[HN Gopher] Backblaze Drive Stats for Q3 2023
       ___________________________________________________________________
        
       Backblaze Drive Stats for Q3 2023
        
       Author : caution
       Score  : 235 points
       Date   : 2023-11-14 14:07 UTC (8 hours ago)
        
 (HTM) web link (www.backblaze.com)
 (TXT) w3m dump (www.backblaze.com)
        
       | hiatus wrote:
       | Surprised by the number of drives with 0 failures, though it
       | seems not all of the drives were run for the required time to
       | qualify for the rating.
       | 
       | > In Q3, six different drive models managed to have zero drive
       | failures during the quarter. But only the 6TB Seagate, noted
       | above, had over 50,000 drive days, our minimum standard for
       | ensuring we have enough data to make the AFR plausible.
        
         | kqr wrote:
         | I have always wondered why they don't use techniques from
         | survival analysis to be able to draw conclusions even from sets
         | with lower failure rates. Or for that matter to avoid slight
         | bias even for drives they do report.
        
           | andy4blaze wrote:
           | Andy Klein from Backblaze here. We have done some survival
           | analysis (kaplan-meier curves). In our case, we need to have
           | a reasonable number of failures over the observation period
           | to get decent results. You can take a look at some of our
           | work here: https://www.backblaze.com/blog/hard-drive-life-
           | expectancy/ and see if that is what you were expecting.
        
       | nicolaslem wrote:
       | The article discusses the impact of high absolute temperature on
       | the longevity of drives, however from my amateur knowledge the
       | range of temperature during a day is also an important factor.
       | 
       | I always assumed that having a stable 40degC is better than a
       | drive constantly swinging between 20degC and 40degC, so I am
       | surprised that the article only mentions alerts on reaching a
       | high threshold.
        
         | andy4blaze wrote:
         | Andy Klein from Backblaze here. Your point is a good one in
         | that temperature fluctuation can be an important factor. We
         | actually sample smart stats, which contain the temperature
         | attribute, multiple times a day looking for such changes. The
         | Drives Stats data is captured once a day, so it looks static,
         | but behind the scenes the monitoring is more dynamic.
        
           | rft wrote:
           | Do you have plans to look at whether higher fluctuations
           | translate into higher failure rates? Not sure whether you
           | have historical data on this, but I would be really
           | interested in this aspect, even if you can only run the stats
           | on a smaller number of drives or shorter time periods.
           | 
           | Maybe dividing the drives roughly in "higher than average
           | variability" and "low variability" and then looking at the
           | AFR for this subset can show some relation. Of course as the
           | AFR for many drives is already quite low, the effect might be
           | too small to distinguish from noise.
           | 
           | On the topic of temperatures: Have you run an analysis
           | whether a drive increasing in temperature (or maybe even
           | decreasing) compared to its base line and "neighbors" results
           | in a higher chance of failure?
        
       | hardware2win wrote:
       | Kinda low sample sizes for 0 and highest AFRs
        
       | dist-epoch wrote:
       | Is there any backup software which continuously uploads your
       | files to an AWS/GCP/Azure long term storage account that you
       | control and pay for? Something like CrashPlan, which from time to
       | time performs automatic maintenance and deletes old versions of
       | files.
        
         | kasperset wrote:
         | Arq backup. I have used it before in the past(2-3 years ago)

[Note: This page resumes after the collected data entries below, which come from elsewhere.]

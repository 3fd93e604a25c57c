use rand::rngs::StdRng;
use rand::SeedableRng;
use ringtensor_core::coefficient::Integers;
use ringtensor_core::tensor::Tensor;

pub type Z = Integers<i64>;

// Shared across several test crates; not every one uses every helper.
#[allow(dead_code)]
pub fn create_test_tensor(data: Vec<i64>, shape: Vec<usize>) -> Tensor<Z> {
    Tensor::from_vec(data, shape, Integers::new()).expect("Test tensor creation failed")
}

/// `rows x cols` tensor holding `0..rows*cols` in row-major order.
#[allow(dead_code)]
pub fn arange_matrix(rows: usize, cols: usize) -> Tensor<Z> {
    create_test_tensor((0..(rows * cols) as i64).collect(), vec![rows, cols])
}

#[allow(dead_code)]
pub fn seeded_rng(seed: u64) -> StdRng {
    StdRng::seed_from_u64(seed)
}
use crate::coefficient::Ring;
use crate::error::RingTensorError;
use crate::tensor::Tensor;

use super::apply_binary_op;

/// Element-wise sum of two tensors of identical shape.
///
/// # Errors
/// `ShapeMismatch` if the shapes differ.
pub fn add_op<R: Ring>(a: &Tensor<R>, b: &Tensor<R>) -> Result<Tensor<R>, RingTensorError> {
    apply_binary_op(a, b, "add", |ring, x, y| ring.add(x, y))
}

#[cfg(test)]
#[path = "add_test.rs"]
mod tests;
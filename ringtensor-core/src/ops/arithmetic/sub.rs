use crate::coefficient::Ring;
use crate::error::RingTensorError;
use crate::tensor::Tensor;

use super::apply_binary_op;

/// Element-wise difference `a - b` of two tensors of identical shape.
pub fn sub_op<R: Ring>(a: &Tensor<R>, b: &Tensor<R>) -> Result<Tensor<R>, RingTensorError> {
    apply_binary_op(a, b, "sub", |ring, x, y| ring.sub(x, y))
}

#[cfg(test)]
#[path = "sub_test.rs"]
mod tests;
// src/tensor/debug.rs
use std::fmt;

use crate::coefficient::Ring;
use crate::tensor::Tensor;

impl<R: Ring> fmt::Debug for Tensor<R> {
    fn fmt(&self, f: &mut fmt::Formatter<'_>) -> fmt::Result {
        let td = self.read_data();
        write!(
            f,
            "Tensor(shape={:?}, strides={:?}, offset={}, ring={:?}, data=",
            td.shape, td.strides, td.offset, td.ring
        )?;
        match td.gather() {
            Ok(values) => write!(f, "{:?})", values),
            Err(_) => write!(f, "<storage lock poisoned>)"),
        }
    }
}
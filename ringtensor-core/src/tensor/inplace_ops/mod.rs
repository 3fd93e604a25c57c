//! In-place writes through a tensor's geometry.
//!
//! These never allocate storage: they mutate the slots addressed by the view,
//! so every alias of those slots observes the change.

pub(crate) mod add;
pub(crate) mod assign;
pub(crate) mod fill;
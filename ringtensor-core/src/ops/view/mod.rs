// src/ops/view/mod.rs
//! View operations: new geometry over the same storage buffer.

pub mod contiguous;
pub mod diagonal;
pub mod expand;
pub mod permute;
pub mod reshape;
pub mod slice;
pub mod squeeze_unsqueeze;
pub mod transpose;

pub mod utils;

pub(crate) use contiguous::{contiguous_op, copy_op};
pub(crate) use diagonal::{diagonal_axes_op, diagonal_op};
pub(crate) use expand::expand_op;
pub(crate) use permute::permute_op;
pub(crate) use reshape::reshape_op;
pub(crate) use slice::slice_op;
pub(crate) use squeeze_unsqueeze::{squeeze_op, unsqueeze_op};
pub(crate) use transpose::transpose_op;

pub use slice::SliceArg;
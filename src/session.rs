use log::{debug, warn};

use crate::audit::{SearchRecord, SearchSink};
use crate::search::{relax_tolerance, search, SearchRequest, SearchResult};

/// Runs searches against an injected audit sink and remembers the last
/// request so it can be retried with a wider tolerance.
pub struct Session<S: SearchSink> {
    sink: S,
    last: Option<SearchRequest>,
}

impl<S: SearchSink> Session<S> {
    pub fn new(sink: S) -> Self {
        Self { sink, last: None }
    }

    pub fn sink(&self) -> &S {
        &self.sink
    }

    pub fn last_request(&self) -> Option<&SearchRequest> {
        self.last.as_ref()
    }

    pub fn run(&mut self, request: SearchRequest) -> SearchResult {
        debug!(
            "searching beta over {} with {} samples, Q={} +/- {}",
            request.beta_range, request.sample_count, request.desired_flow, request.tolerance
        );

        let result = search(&request);

        let anomalies = result.anomaly_count();
        if anomalies > 0 {
            warn!(
                "{} of {} samples left the flow equation's domain",
                anomalies, request.sample_count
            );
        }

        // Audit failures never fail the search
        if let Err(e) = self.sink.record(&SearchRecord::new(&request, &result)) {
            warn!("could not record search: {e}");
        }

        self.last = Some(request);
        result
    }

    /// Repeats the last search with twice its tolerance. `None` until a search has run.
    pub fn relax(&mut self) -> Option<(SearchRequest, SearchResult)> {
        let request = relax_tolerance(self.last.as_ref()?);
        let result = self.run(request.clone());
        Some((request, result))
    }
}

#[cfg(test)]
mod tests {
    use super::*;
    use crate::audit::MemorySink;
    use crate::error::AuditError;
    use crate::orifice::FlowParameters;

    struct FailingSink;

    impl SearchSink for FailingSink {
        fn record(&self, _: &SearchRecord) -> Result<(), AuditError> {
            Err(AuditError::Poisoned)
        }
    }

    fn request() -> SearchRequest {
        let params = FlowParameters::new(0.1, 0.6, 5000.0, 1000.0).unwrap();
        SearchRequest::new(params, 0.002, 1e-6).unwrap()
    }

    #[test]
    fn relax_before_run_is_none() {
        let mut session = Session::new(MemorySink::default());
        assert!(session.relax().is_none());
        assert!(session.sink().records().is_empty());
    }

    #[test]
    fn run_records_once() {
        let mut session = Session::new(MemorySink::default());
        let result = session.run(request());
        assert_eq!(result, search(&request()));
        assert_eq!(session.last_request(), Some(&request()));

        let records = session.sink().records();
        assert_eq!(records.len(), 1);
        assert_eq!(records[0].optimal_beta, None);
    }

    #[test]
    fn relax_chains_from_last_request() {
        let mut session = Session::new(MemorySink::default());
        session.run(request());
        let (first, _) = session.relax().unwrap();
        let (second, _) = session.relax().unwrap();
        assert_eq!(first.tolerance, 2e-6);
        assert_eq!(second.tolerance, 4e-6);
        assert_eq!(second.desired_flow, 0.002);

        let tolerances: Vec<f64> = session
            .sink()
            .records()
            .iter()
            .map(|r| r.tolerance)
            .collect();
        assert_eq!(tolerances, vec![1e-6, 2e-6, 4e-6]);
    }

    #[test]
    fn sink_failure_does_not_fail_search() {
        let mut session = Session::new(FailingSink);
        let result = session.run(request());
        assert_eq!(result.sampled_flows.len(), 1000);
    }
}
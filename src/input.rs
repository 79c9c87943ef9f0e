use crate::error::InputError;
use crate::orifice::FlowParameters;
use crate::search::SearchRequest;

/// The six raw text fields a user fills in before a search.
#[derive(Debug, Clone, PartialEq)]
pub struct SearchForm {
    pub pipe_diameter: String,
    pub discharge_coefficient: String,
    pub pressure_differential: String,
    pub fluid_density: String,
    pub desired_flow: String,
    pub tolerance: String,
}

impl Default for SearchForm {
    fn default() -> Self {
        Self {
            pipe_diameter: "0.1".into(),
            discharge_coefficient: "0.6".into(),
            pressure_differential: "5000".into(),
            fluid_density: "1000".into(),
            desired_flow: "0.002".into(),
            tolerance: "1e-6".into(),
        }
    }
}

impl SearchForm {
    /// Parses every field, then validates the assembled request.
    ///
    /// Fields are read in form order and the first bad one is reported.
    pub fn parse(&self) -> Result<SearchRequest, InputError> {
        let pipe_diameter = parse_field("pipe diameter", &self.pipe_diameter)?;
        let discharge_coefficient =
            parse_field("discharge coefficient", &self.discharge_coefficient)?;
        let pressure_differential =
            parse_field("pressure differential", &self.pressure_differential)?;
        let fluid_density = parse_field("fluid density", &self.fluid_density)?;
        let desired_flow = parse_field("desired flow", &self.desired_flow)?;
        let tolerance = parse_field("tolerance", &self.tolerance)?;

        let parameters = FlowParameters::new(
            pipe_diameter,
            discharge_coefficient,
            pressure_differential,
            fluid_density,
        )?;

        Ok(SearchRequest::new(parameters, desired_flow, tolerance)?)
    }
}

fn parse_field(field: &'static str, raw: &str) -> Result<f64, InputError> {
    let text = raw.trim();
    if text.is_empty() {
        return Err(InputError::Missing { field });
    }

    text.parse::<f64>().map_err(|_| InputError::NotNumeric {
        field,
        value: raw.to_string(),
    })
}

#[cfg(test)]
mod tests {
    use super::*;
    use crate::error::{FlowError, SearchError};

    #[test]
    fn default_form_parses() {
        let request = SearchForm::default().parse().unwrap();
        assert_eq!(request.parameters.pipe_diameter, 0.1);
        assert_eq!(request.parameters.pressure_differential, 5000.0);
        assert_eq!(request.desired_flow, 0.002);
        assert_eq!(request.tolerance, 1e-6);
        assert_eq!(request.sample_count, 1000);
    }

    #[test]
    fn whitespace_is_trimmed() {
        let form = SearchForm {
            fluid_density: "  998.2 ".into(),
            ..SearchForm::default()
        };
        assert_eq!(form.parse().unwrap().parameters.fluid_density, 998.2);
    }

    #[test]
    fn blank_field_is_missing() {
        let form = SearchForm {
            tolerance: "   ".into(),
            ..SearchForm::default()
        };
        assert_eq!(
            form.parse(),
            Err(InputError::Missing { field: "tolerance" })
        );
    }

    #[test]
    fn text_field_is_not_numeric() {
        let form = SearchForm {
            discharge_coefficient: "0,6".into(),
            ..SearchForm::default()
        };
        assert_eq!(
            form.parse(),
            Err(InputError::NotNumeric {
                field: "discharge coefficient",
                value: "0,6".into()
            })
        );
    }

    #[test]
    fn first_bad_field_is_reported() {
        let form = SearchForm {
            pipe_diameter: "abc".into(),
            desired_flow: "".into(),
            ..SearchForm::default()
        };
        assert!(matches!(
            form.parse(),
            Err(InputError::NotNumeric { field: "pipe diameter", .. })
        ));
    }

    #[test]
    fn out_of_domain_values_are_rejected() {
        let form = SearchForm {
            fluid_density: "-1".into(),
            ..SearchForm::default()
        };
        assert_eq!(
            form.parse(),
            Err(InputError::Rejected(SearchError::Parameters(
                FlowError::InvalidParameter {
                    name: "fluid density",
                    value: -1.0
                }
            )))
        );

        let form = SearchForm {
            tolerance: "0".into(),
            ..SearchForm::default()
        };
        assert_eq!(
            form.parse(),
            Err(InputError::Rejected(SearchError::InvalidTolerance(0.0)))
        );
    }

    #[test]
    fn nan_text_is_rejected_after_parsing() {
        let form = SearchForm {
            desired_flow: "NaN".into(),
            ..SearchForm::default()
        };
        assert!(matches!(
            form.parse(),
            Err(InputError::Rejected(SearchError::InvalidDesiredFlow(_)))
        ));
    }

    #[test]
    fn negative_differential_is_accepted() {
        let form = SearchForm {
            pressure_differential: "-5000".into(),
            ..SearchForm::default()
        };
        assert!(form.parse().is_ok());
    }
}
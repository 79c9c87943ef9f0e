use std::fs::File;
use std::io::BufWriter;
use std::path::PathBuf;
use std::process::ExitCode;

use clap::Parser;
use log::{error, info};
use orifice_beta::orifice::{BETA_MAX, BETA_MIN, SAMPLE_COUNT};
use orifice_beta::report::{render_curve, render_summary, write_curve_csv};
use orifice_beta::{
    BetaRange, FileSink, InputError, LogSink, SearchForm, SearchRequest, SearchSink, Session,
};

/// Finds the orifice diameter ratio (beta) that delivers a desired volumetric flow.
#[derive(Parser, Debug)]
#[command(author, version, about, long_about = None)]
struct Args {
    /// Pipe internal diameter D [m]
    #[arg(long, default_value = "0.1")]
    diameter: String,

    /// Discharge coefficient C
    #[arg(long, default_value = "0.6")]
    coefficient: String,

    /// Differential pressure across the plate [Pa]
    #[arg(long, default_value = "5000")]
    differential: String,

    /// Fluid density [kg/m3]
    #[arg(long, default_value = "1000")]
    density: String,

    /// Desired volumetric flow [m3/s]
    #[arg(long, default_value = "0.002")]
    flow: String,

    /// Accepted absolute deviation from the desired flow
    #[arg(long, default_value = "1e-6")]
    tolerance: String,

    /// Number of beta samples.
    #[arg(long, default_value_t = SAMPLE_COUNT)]
    samples: usize,

    /// Smallest beta sampled.
    #[arg(long, default_value_t = BETA_MIN)]
    beta_min: f64,

    /// Largest beta sampled.
    #[arg(long, default_value_t = BETA_MAX)]
    beta_max: f64,

    /// Retry up to N times with doubled tolerance while no beta is found.
    #[arg(long, default_value_t = 0)]
    relax: u32,

    /// Append-only audit log.
    #[arg(long, default_value = "beta_search.log")]
    log_file: PathBuf,

    /// Write the sampled curve as CSV.
    #[arg(long)]
    curve: Option<PathBuf>,

    /// Verbose. Prints a preview table of the sampled curve.
    #[arg(short, long)]
    verbose: bool,
}

impl Args {
    fn form(&self) -> SearchForm {
        SearchForm {
            pipe_diameter: self.diameter.clone(),
            discharge_coefficient: self.coefficient.clone(),
            pressure_differential: self.differential.clone(),
            fluid_density: self.density.clone(),
            desired_flow: self.flow.clone(),
            tolerance: self.tolerance.clone(),
        }
    }

    fn request(&self) -> Result<SearchRequest, InputError> {
        let range = BetaRange::new(self.beta_min, self.beta_max)?;
        Ok(self
            .form()
            .parse()?
            .with_beta_range(range)
            .with_sample_count(self.samples)?)
    }
}

fn main() -> ExitCode {
    env_logger::init();

    let args = Args::parse();

    info!(" [!] Parsed arguments.");

    let request = match args.request() {
        Ok(request) => request,
        Err(e) => {
            eprintln!("Input error: {e}");
            eprintln!("Please enter valid numeric values.");
            return ExitCode::from(2);
        }
    };

    let file_sink: Option<Box<dyn SearchSink>> = match FileSink::open(&args.log_file) {
        Ok(sink) => Some(Box::new(sink)),
        Err(e) => {
            error!("audit log {} unavailable: {e}", args.log_file.display());
            None
        }
    };
    let mut session = Session::new((LogSink, file_sink));

    let mut current = request.clone();
    let mut result = session.run(request);
    println!("{}", render_summary(&current, &result));

    for attempt in 1..=args.relax {
        if result.is_found() {
            break;
        }
        let Some((relaxed, relaxed_result)) = session.relax() else {
            break;
        };
        println!("Retry {attempt}: tolerance widened to {}", relaxed.tolerance);
        println!("{}", render_summary(&relaxed, &relaxed_result));
        current = relaxed;
        result = relaxed_result;
    }

    if args.verbose {
        println!("{}", render_curve(&result, 20));
    }

    if let Some(path) = &args.curve {
        let written = File::create(path)
            .and_then(|file| write_curve_csv(BufWriter::new(file), &current, &result));
        match written {
            Ok(()) => info!(" [!] Curve written to {}.", path.display()),
            Err(e) => {
                eprintln!("Could not write curve to {}: {e}", path.display());
                return ExitCode::FAILURE;
            }
        }
    }

    ExitCode::SUCCESS
}
pub mod audit;
pub mod error;
pub mod input;
pub mod orifice;
pub mod report;
pub mod search;
pub mod session;

pub use audit::{FileSink, LogSink, MemorySink, SearchRecord, SearchSink};
pub use error::{AuditError, FlowError, InputError, SearchError};
pub use input::SearchForm;
pub use orifice::{flow, velocity_of_approach, FlowParameters};
pub use search::{relax_tolerance, search, BetaRange, SearchRequest, SearchResult};
pub use session::Session;
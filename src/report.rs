use std::io::{self, Write};

use tabled::{Style, Table, Tabled};

use crate::search::{SearchRequest, SearchResult};

#[derive(Tabled)]
struct ParameterRow {
    #[tabled(rename = "Parameter")]
    name: &'static str,
    #[tabled(rename = "Value")]
    value: String,
    #[tabled(rename = "Unit")]
    unit: &'static str,
}

#[derive(Tabled)]
struct CurveRow {
    #[tabled(rename = "#")]
    index: usize,
    #[tabled(rename = "beta")]
    beta: String,
    #[tabled(rename = "Q (m3/s)")]
    flow: String,
    #[tabled(rename = "")]
    mark: &'static str,
}

fn parameter_rows(request: &SearchRequest) -> Vec<ParameterRow> {
    let p = &request.parameters;
    let row = |name, value: f64, unit| ParameterRow {
        name,
        value: value.to_string(),
        unit,
    };
    vec![
        row("Pipe diameter (D)", p.pipe_diameter, "m"),
        row("Discharge coefficient (C)", p.discharge_coefficient, "-"),
        row("Pressure differential (dP)", p.pressure_differential, "Pa"),
        row("Fluid density (rho)", p.fluid_density, "kg/m3"),
        row("Desired flow (Q)", request.desired_flow, "m3/s"),
        row("Tolerance", request.tolerance, "m3/s"),
    ]
}

/// Parameters table followed by the outcome of the search.
pub fn render_summary(request: &SearchRequest, result: &SearchResult) -> String {
    let mut out = String::from("Parameters:\n");
    out.push_str(
        &Table::new(parameter_rows(request))
            .with(Style::modern())
            .to_string(),
    );
    out.push_str("\n\nResult:\n");

    match (result.optimal_beta, result.optimal_flow()) {
        (Some(beta), Some(q)) => {
            out.push_str(&format!("- optimal beta: {beta:.4} (Q = {q:.6e} m3/s)\n"));
        }
        _ => {
            out.push_str("- no beta meets the requested tolerance.\n");
            out.push_str("  Relax the tolerance or review the input parameters.\n");
            if let Some((beta, q)) = result.closest(request.desired_flow) {
                out.push_str(&format!(
                    "- closest sample: beta = {beta:.4}, Q = {q:.6e} m3/s (off by {:.3e})\n",
                    (q - request.desired_flow).abs()
                ));
            }
            if let Some((lo, hi)) = result.flow_span() {
                out.push_str(&format!(
                    "- attainable flow over beta {}: {lo:.6e} to {hi:.6e} m3/s\n",
                    request.beta_range
                ));
            }
        }
    }

    let anomalies = result.anomaly_count();
    if anomalies > 0 {
        out.push_str(&format!(
            "- warning: {anomalies} of {} samples produced a non-finite flow\n",
            result.sampled_flows.len()
        ));
    }

    out
}

/// Decimated view of the curve with roughly `rows` lines, always including
/// both ends and the optimal sample.
pub fn render_curve(result: &SearchResult, rows: usize) -> String {
    let len = result.sampled_betas.len();
    if len == 0 {
        return String::new();
    }

    let stride = (len / rows.max(1)).max(1);
    let optimal = result.optimal_index();
    let table_rows: Vec<CurveRow> = result
        .points()
        .enumerate()
        .filter(|(i, _)| i % stride == 0 || *i == len - 1 || Some(*i) == optimal)
        .map(|(index, (beta, q))| CurveRow {
            index,
            beta: format!("{beta:.4}"),
            flow: format!("{q:.6e}"),
            mark: if Some(index) == optimal { "<- optimal" } else { "" },
        })
        .collect();

    Table::new(table_rows).with(Style::modern()).to_string()
}

/// Writes the curve as CSV with the desired flow repeated as a reference column.
pub fn write_curve_csv<W: Write>(
    mut writer: W,
    request: &SearchRequest,
    result: &SearchResult,
) -> io::Result<()> {
    writeln!(writer, "beta,flow,desired_flow")?;
    for (beta, q) in result.points() {
        writeln!(writer, "{beta},{q},{}", request.desired_flow)?;
    }
    writer.flush()
}
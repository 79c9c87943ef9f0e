use std::fmt;

use crate::error::SearchError;
use crate::orifice::{FlowParameters, BETA_MAX, BETA_MIN, SAMPLE_COUNT};

/// Closed interval of diameter ratios to sample.
#[derive(Debug, Clone, Copy, PartialEq)]
pub struct BetaRange {
    pub min: f64,
    pub max: f64,
}

impl Default for BetaRange {
    fn default() -> Self {
        Self {
            min: BETA_MIN,
            max: BETA_MAX,
        }
    }
}

impl BetaRange {
    pub fn new(min: f64, max: f64) -> Result<Self, SearchError> {
        if !(min > 0.0 && min < max && max < 1.0) {
            return Err(SearchError::InvalidRange { min, max });
        }

        Ok(Self { min, max })
    }

    /// Evenly spaced samples over `[min, max]`, both ends included.
    pub fn samples(&self, count: usize) -> Vec<f64> {
        match count {
            0 => return Vec::new(),
            1 => return vec![self.min],
            _ => {}
        }

        let step = (self.max - self.min) / (count - 1) as f64;
        let mut points: Vec<f64> = (0..count).map(|i| self.min + i as f64 * step).collect();

        // Pin the endpoint against accumulated rounding
        points[count - 1] = self.max;
        points
    }
}

impl fmt::Display for BetaRange {
    fn fmt(&self, f: &mut fmt::Formatter<'_>) -> fmt::Result {
        write!(f, "[{}, {}]", self.min, self.max)
    }
}

/// Everything one search needs.
#[derive(Debug, Clone, PartialEq)]
pub struct SearchRequest {
    pub parameters: FlowParameters,
    /// Target volumetric flow [m3/s]
    pub desired_flow: f64,
    /// Accepted absolute deviation from `desired_flow` [m3/s]
    pub tolerance: f64,
    pub beta_range: BetaRange,
    pub sample_count: usize,
}

impl SearchRequest {
    /// Request over the default range (0.2 to 0.75) with 1000 samples.
    pub fn new(
        parameters: FlowParameters,
        desired_flow: f64,
        tolerance: f64,
    ) -> Result<Self, SearchError> {
        if !desired_flow.is_finite() {
            return Err(SearchError::InvalidDesiredFlow(desired_flow));
        }
        check_tolerance(tolerance)?;

        Ok(Self {
            parameters,
            desired_flow,
            tolerance,
            beta_range: BetaRange::default(),
            sample_count: SAMPLE_COUNT,
        })
    }

    pub fn with_beta_range(mut self, beta_range: BetaRange) -> Self {
        self.beta_range = beta_range;
        self
    }

    pub fn with_sample_count(mut self, sample_count: usize) -> Result<Self, SearchError> {
        if sample_count < 2 {
            return Err(SearchError::TooFewSamples(sample_count));
        }
        self.sample_count = sample_count;
        Ok(self)
    }

    pub fn with_tolerance(mut self, tolerance: f64) -> Result<Self, SearchError> {
        check_tolerance(tolerance)?;
        self.tolerance = tolerance;
        Ok(self)
    }

    /// Same request with the tolerance doubled.
    pub fn relaxed(&self) -> Self {
        Self {
            tolerance: self.tolerance * 2.0,
            ..self.clone()
        }
    }

    pub fn accepts(&self, flow: f64) -> bool {
        (flow - self.desired_flow).abs() < self.tolerance
    }
}

fn check_tolerance(tolerance: f64) -> Result<(), SearchError> {
    if tolerance.is_finite() && tolerance > 0.0 {
        Ok(())
    } else {
        Err(SearchError::InvalidTolerance(tolerance))
    }
}

/// Relax-and-retry composition: the prior request with twice the tolerance.
pub fn relax_tolerance(previous: &SearchRequest) -> SearchRequest {
    previous.relaxed()
}

/// Outcome of a search: the first matching beta, if any, and the sampled curve.
#[derive(Debug, Clone, PartialEq)]
pub struct SearchResult {
    pub optimal_beta: Option<f64>,
    pub sampled_betas: Vec<f64>,
    pub sampled_flows: Vec<f64>,
}

impl SearchResult {
    pub fn is_found(&self) -> bool {
        self.optimal_beta.is_some()
    }

    pub fn optimal_index(&self) -> Option<usize> {
        let beta = self.optimal_beta?;
        self.sampled_betas.iter().position(|&b| b == beta)
    }

    pub fn optimal_flow(&self) -> Option<f64> {
        self.optimal_index().map(|i| self.sampled_flows[i])
    }

    pub fn points(&self) -> impl Iterator<Item = (f64, f64)> + '_ {
        self.sampled_betas
            .iter()
            .copied()
            .zip(self.sampled_flows.iter().copied())
    }

    /// Sample whose flow lies nearest `desired_flow`, skipping non-finite flows.
    pub fn closest(&self, desired_flow: f64) -> Option<(f64, f64)> {
        self.points()
            .filter(|(_, q)| q.is_finite())
            .min_by(|a, b| {
                (a.1 - desired_flow)
                    .abs()
                    .total_cmp(&(b.1 - desired_flow).abs())
            })
    }

    /// Number of samples whose flow is NaN or infinite.
    pub fn anomaly_count(&self) -> usize {
        self.sampled_flows.iter().filter(|q| !q.is_finite()).count()
    }

    /// Smallest and largest finite flow on the curve.
    pub fn flow_span(&self) -> Option<(f64, f64)> {
        self.sampled_flows
            .iter()
            .copied()
            .filter(|q| q.is_finite())
            .fold(None, |span, q| match span {
                None => Some((q, q)),
                Some((lo, hi)) => Some((lo.min(q), hi.max(q))),
            })
    }
}

/// Scans the whole range in ascending beta and keeps the first sample within tolerance.
///
/// Every sample is evaluated even after a match. Samples where the flow
/// equation leaves its domain are kept as non-finite flows; they never match.
pub fn search(request: &SearchRequest) -> SearchResult {
    let sampled_betas = request.beta_range.samples(request.sample_count);
    let mut sampled_flows = Vec::with_capacity(sampled_betas.len());
    let mut optimal_beta = None;

    for &beta in &sampled_betas {
        let q = request.parameters.flow(beta);
        sampled_flows.push(q);
        if optimal_beta.is_none() && request.accepts(q) {
            optimal_beta = Some(beta);
        }
    }

    SearchResult {
        optimal_beta,
        sampled_betas,
        sampled_flows,
    }
}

         | but not using it currently.
        
           | aeries wrote:
           | Arq is the best set-and-forget option I know of for macOS.
        
           | southernplaces7 wrote:
           | My experience with Arq has been terrible so far. The
           | interface keeps glitching up, for a while it failed
           | repeatedly until I gave it a unique permission in Windows
           | services, and the backup process is far from intuitive, with
           | multiple backups showing up as restore options, but each with
           | different file sizes and specific files saved. Overall, just
           | too many ambiguities for it to be reliable.
           | 
           | Oddly, SpiderOak has been a background go-to for years and
           | always worked smoothly for backing up everything I select in
           | a wholesale way, keeping a fairly clear record of what was
           | saved, removed or moved, and adjusting immediately to any
           | file changes or deletes I do. The SO interface is shitty and
           | often freezes, and lacks many basic features like being able
           | to see file sizes or scrolling through long file lists
           | easily, but at least overall, I can quickly and easily see
           | when backups are happening, how they're being done and what's
           | being saved. Also, for restoring files, it's surprisingly
           | fast despite a reputation held by many that it's slow.
        
         | eli wrote:
         | Tons of choices: Restic, Borg, Duplicity, Kopia
         | 
         | Though Backblaze is pretty good at what it does and you can set
         | your own encryption key, if that's the concern.
        
           | aeries wrote:
           | Unfortunately Backblaze requires[1] you to provide them this
           | private key to restore.
           | 
           | [1] https://help.backblaze.com/hc/en-
           | us/articles/360038171794-Wh...
        
             | ecwilson wrote:
             | What does restore mean this context? I've downloaded files
             | from their online portal without providing a key. Perhaps
             | restoring in this context means having them mail you a hard
             | drive.
        
               | eli wrote:
               | Really? I thought the file metadata is encrypted so it
               | needs the key to even identify what files are available
               | to restore.
        
             | eli wrote:
             | Yeah I mean you gotta trust them on some level. Backblaze
             | could also push a client update that nerfs the encryption.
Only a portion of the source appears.